Après cet échange chaleureux très émouvant pour tous et les dede étant repartis, nous pouvons nous asseoir ensemble durant quelques minutes pour recueillir les sentiments de quelques membres de cette nouvelle et belle petite famille.

Témoignages de détenus

Comme tout Turc qui se respecte, ils connaissaient tous au moins le nom de Mevlâna mais sans pour autant savoir ce qu’il a prôné, écrit et ce dont il a été à l’origine. Ali, tout sourire, m’explique qu’une annonce leur a été faite concernant cette proposition d’enseignement. Les personnes intéressées ont dû rédiger une demande pour y participer. Ce qu’il retient de ces mois passés avec son professeur, c’est l’apprentissage de l’humilité mais aussi celui de constituer en quelque sorte une famille.

Hikmet, et sa moustache à la Dali, dit avoir appris la patience et l’amour. Pour Erdinç, sans doute le plus jeune de la troupe, il est important pour lui d’être accepté, admis, d’être considéré comme un « ami de Dieu ». Adem, dont j’ai observé le recueillement et la conviction qui le portent, a découvert la philosophie de Mevlâna ainsi que le vocabulaire propre aux derviches.

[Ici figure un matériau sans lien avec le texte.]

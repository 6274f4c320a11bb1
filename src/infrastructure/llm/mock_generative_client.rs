use async_trait::async_trait;
use serde_json::json;

use crate::application::ports::{GenerationOptions, GenerativeClient, GenerativeClientError};

/// Generative client returning a canned reply, or failing every call.
pub struct MockGenerativeClient {
    reply: Option<String>,
}

impl MockGenerativeClient {
    pub fn returning(reply: impl Into<String>) -> Self {
        Self {
            reply: Some(reply.into()),
        }
    }

    pub fn failing() -> Self {
        Self { reply: None }
    }
}

#[async_trait]
impl GenerativeClient for MockGenerativeClient {
    async fn generate(
        &self,
        _prompt: &str,
        _options: GenerationOptions,
    ) -> Result<String, GenerativeClientError> {
        match &self.reply {
            Some(reply) => Ok(reply.clone()),
            None => Err(GenerativeClientError::ApiRequestFailed(
                "mock failure".to_string(),
            )),
        }
    }

    async fn list_models(&self) -> Result<serde_json::Value, GenerativeClientError> {
        match &self.reply {
            Some(_) => Ok(json!({"models": [{"name": "mock-model"}]})),
            None => Err(GenerativeClientError::ApiRequestFailed(
                "mock failure".to_string(),
            )),
        }
    }

    async fn pull_model(&self, _model: &str) -> Result<(), GenerativeClientError> {
        match &self.reply {
            Some(_) => Ok(()),
            None => Err(GenerativeClientError::ApiRequestFailed(
                "mock failure".to_string(),
            )),
        }
    }
}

Murat se lève et insiste pour que je prenne note de ce qui suit et qui est important pour lui et ses compagnons : « Le prophète Muhammad dit que même si une personne qui a la foi se trouve loin du sommet de la montagne et qu’il est dans le besoin, Dieu lui envoie quelqu’un pour lui expliquer le bien et le mal. C’est ce qui nous est arrivé. »

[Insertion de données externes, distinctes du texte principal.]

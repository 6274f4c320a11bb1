use std::sync::Arc;
use std::time::Duration;

use crate::application::ports::{GenerationOptions, GenerativeClient};
use crate::domain::language_name;
use crate::infrastructure::observability::sanitize_prompt;

use super::model_output::{strip_reply_prefix, strip_wrapping_quotes};

const TRANSLATION_OPTIONS: GenerationOptions = GenerationOptions {
    temperature: 0.3,
    top_k: 40,
    top_p: 0.9,
    num_predict: 300,
    timeout: Duration::from_secs(45),
};

/// Translates text into a target language via the generative service.
/// Same degradation policy as enhancement: any failure returns the input
/// unchanged, never an error.
pub struct TranslationService<G: GenerativeClient> {
    client: Arc<G>,
    available: bool,
}

impl<G: GenerativeClient> TranslationService<G> {
    pub fn new(client: Arc<G>, available: bool) -> Self {
        Self { client, available }
    }

    /// `source_code` is "auto" when the caller does not know the source
    /// language; unmapped codes are passed to the prompt as-is.
    pub async fn translate(&self, text: &str, target_code: &str, source_code: &str) -> String {
        if !self.available {
            return text.to_string();
        }

        let target_name = language_name(target_code).unwrap_or(target_code);
        let source_name = if source_code == "auto" {
            "auto-detected language"
        } else {
            language_name(source_code).unwrap_or(source_code)
        };

        let prompt = build_translation_prompt(text, source_name, target_name);

        match self.client.generate(&prompt, TRANSLATION_OPTIONS).await {
            Ok(reply) => {
                let unquoted = strip_wrapping_quotes(reply.trim());
                strip_reply_prefix(unquoted, target_name)
            }
            Err(e) => {
                tracing::warn!(
                    error = %e,
                    target = target_code,
                    text = %sanitize_prompt(text),
                    "Translation failed, returning original text"
                );
                text.to_string()
            }
        }
    }
}

fn build_translation_prompt(text: &str, source_name: &str, target_name: &str) -> String {
    format!(
        "Translate the following text from {source} to {target}.\n\
         Provide only the translation without any explanations or additional text.\n\
         \n\
         Text to translate: \"{text}\"\n\
         \n\
         Translation in {target}:",
        source = source_name,
        target = target_name,
        text = text,
    )
}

Depuis le démarrage de cette formation complète sans précédent en Turquie et dans le monde, des compagnons de cellule ont émis le souhait de vouloir en bénéficier également. Mehmet Çıtak, directeur de la prison, précise que le groupe constitué va poursuivre sa formation et que d’autres vont être créés vu la demande.

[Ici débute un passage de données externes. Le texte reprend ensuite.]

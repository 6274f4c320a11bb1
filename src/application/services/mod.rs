mod enhancement_service;
mod model_output;
mod transcription_service;
mod translation_service;

pub use enhancement_service::EnhancementService;
pub use model_output::{strip_reply_prefix, strip_wrapping_quotes};
pub use transcription_service::TranscriptionService;
pub use translation_service::TranslationService;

Finalement, c’est l’ensemble des personnes qui habitent ces lieux, certaines pour quelques heures par jour, d’autres pour des durées bien plus longues, qui ont bénéficié des leçons de vie et de tolérance apprises et diffusées par le professeur mevlevi Murat Zihad Gürsoy et le résultat est on ne peut plus édifiant et positif. Vivre ensemble avec ses différences, se respecter, s’accepter, c’est vraiment ce que j’ai ressenti au sein de cette prison.

“Prison-modèle”

Ce centre pénitentiaire constitue un modèle dans le genre qui, sans aucun doute, fera des émules dans les mois et les années à venir. Dans la prison d’Ümraniye, 260 condamnés suivent également des cours d’écriture, de lecture et une scolarité de niveau collège, lycée et faculté. Vingt-deux prisonniers bénéficient de cours de théâtre, 53 font du dessin et de la peinture, 130 des maquettes en tissu et nouage, 42 apprennent à jouer du ney et du bağlama, 20 apprennent la cuisine, 14 suivent des cours d’informatique. Les prisonniers bénéficient également d’une salle de sports fermée et de deux autres salles ouvertes.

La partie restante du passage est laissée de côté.